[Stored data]
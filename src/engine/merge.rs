//! Merge integrator (§4.8).
//!
//! Grounded on `services/merge_queue.rs`'s `check_merge_conflicts`/
//! `git_merge`, generalized from its two-stage agent-to-task/task-to-main
//! queue down to a single serial pass over [`GitOps`] for one wave's
//! passing tasks.

use std::sync::Arc;

use crate::domain::ports::{GitOps, MergeAttempt};

/// Per-task merge outcome, in merge order.
#[derive(Debug, Clone, PartialEq, Eq)]
pub struct TaskMergeResult {
    pub task_id: String,
    pub success: bool,
    pub conflict: bool,
    pub commit_sha: Option<String>,
    pub error: Option<String>,
}

/// The aggregate result the wave engine folds into the wave summary and
/// uses to pick the run's terminal [`crate::domain::models::WaveOutcome`].
#[derive(Debug, Clone, Default)]
pub struct MergeResult {
    pub results: Vec<TaskMergeResult>,
    pub has_conflict: bool,
    pub conflict_task_id: Option<String>,
}

pub struct MergeIntegrator {
    git: Arc<dyn GitOps>,
}

impl MergeIntegrator {
    pub fn new(git: Arc<dyn GitOps>) -> Self {
        Self { git }
    }

    /// `passing`: (task_id, branch) pairs whose tasks passed spec-check.
    /// Merges in lexicographic task-id order, stopping at the first
    /// conflict (§4.8 steps 1-4).
    pub async fn merge_wave(
        &self,
        repo: &std::path::Path,
        canonical_branch: &str,
        mut passing: Vec<(String, String)>,
    ) -> MergeResult {
        passing.sort_by(|a, b| a.0.cmp(&b.0));

        let mut result = MergeResult::default();
        for (task_id, branch) in passing {
            if result.has_conflict {
                break;
            }
            let message = format!("Merge task {task_id}");
            match self
                .git
                .merge_branch(repo, canonical_branch, &branch, &message)
                .await
            {
                Ok(MergeAttempt::Merged { commit_sha }) => {
                    result.results.push(TaskMergeResult {
                        task_id,
                        success: true,
                        conflict: false,
                        commit_sha: Some(commit_sha),
                        error: None,
                    });
                }
                Ok(MergeAttempt::Conflict) => {
                    result.has_conflict = true;
                    result.conflict_task_id = Some(task_id.clone());
                    result.results.push(TaskMergeResult {
                        task_id,
                        success: false,
                        conflict: true,
                        commit_sha: None,
                        error: Some("merge conflict".to_string()),
                    });
                }
                Ok(MergeAttempt::Failed { message }) => {
                    result.results.push(TaskMergeResult {
                        task_id,
                        success: false,
                        conflict: false,
                        commit_sha: None,
                        error: Some(message),
                    });
                }
                Err(e) => {
                    result.results.push(TaskMergeResult {
                        task_id,
                        success: false,
                        conflict: false,
                        commit_sha: None,
                        error: Some(e.to_string()),
                    });
                }
            }
        }
        result
    }
}

#[cfg(test)]
mod tests {
    use super::*;
    use crate::domain::errors::OrchestratorResult;
    use async_trait::async_trait;
    use std::sync::Mutex;

    struct ScriptedGit {
        conflicts_on: Vec<String>,
        calls: Mutex<Vec<String>>,
    }

    #[async_trait]
    impl GitOps for ScriptedGit {
        async fn create_worktree(
            &self,
            _: &std::path::Path,
            _: &std::path::Path,
            _: &str,
            _: &str,
        ) -> OrchestratorResult<()> {
            Ok(())
        }
        async fn remove_worktree(&self, _: &std::path::Path, _: &std::path::Path) -> OrchestratorResult<()> {
            Ok(())
        }
        async fn would_conflict(&self, _: &std::path::Path, _: &str, _: &str) -> OrchestratorResult<bool> {
            Ok(false)
        }
        async fn merge_branch(
            &self,
            _repo: &std::path::Path,
            _target: &str,
            source: &str,
            _message: &str,
        ) -> OrchestratorResult<MergeAttempt> {
            self.calls.lock().unwrap().push(source.to_string());
            if self.conflicts_on.iter().any(|b| b == source) {
                Ok(MergeAttempt::Conflict)
            } else {
                Ok(MergeAttempt::Merged { commit_sha: format!("sha-{source}") })
            }
        }
        async fn rev_parse(&self, _: &std::path::Path, _: &str) -> OrchestratorResult<String> {
            Ok("sha".to_string())
        }
    }

    #[tokio::test]
    async fn merges_in_lexicographic_order_without_conflict() {
        let git = Arc::new(ScriptedGit { conflicts_on: vec![], calls: Mutex::new(vec![]) });
        let integrator = MergeIntegrator::new(git.clone());
        let result = integrator
            .merge_wave(
                std::path::Path::new("/tmp"),
                "main",
                vec![
                    ("t2".to_string(), "branch-t2".to_string()),
                    ("t1".to_string(), "branch-t1".to_string()),
                ],
            )
            .await;
        assert!(!result.has_conflict);
        assert_eq!(result.results.len(), 2);
        assert_eq!(result.results[0].task_id, "t1");
        assert_eq!(result.results[1].task_id, "t2");
        assert_eq!(*git.calls.lock().unwrap(), vec!["branch-t1", "branch-t2"]);
    }

    #[tokio::test]
    async fn stops_at_first_conflict() {
        let git = Arc::new(ScriptedGit {
            conflicts_on: vec!["branch-t1".to_string()],
            calls: Mutex::new(vec![]),
        });
        let integrator = MergeIntegrator::new(git.clone());
        let result = integrator
            .merge_wave(
                std::path::Path::new("/tmp"),
                "main",
                vec![
                    ("t1".to_string(), "branch-t1".to_string()),
                    ("t2".to_string(), "branch-t2".to_string()),
                ],
            )
            .await;
        assert!(result.has_conflict);
        assert_eq!(result.conflict_task_id, Some("t1".to_string()));
        // t2 never attempted: processing stops at the first conflict.
        assert_eq!(result.results.len(), 1);
        assert_eq!(*git.calls.lock().unwrap(), vec!["branch-t1"]);
    }
}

| Problem description |
From the opening line of the data above through the line that contains "its two-stage agent-to-task/task-to-main", please print each line as it stands and only those lines.

| Task solution |
filename src/engine/merge.rs
//! Merge integrator (§4.8).
//!
//! Grounded on `services/merge_queue.rs`'s `check_merge_conflicts`/
//! `git_merge`, generalized from its two-stage agent-to-task/task-to-main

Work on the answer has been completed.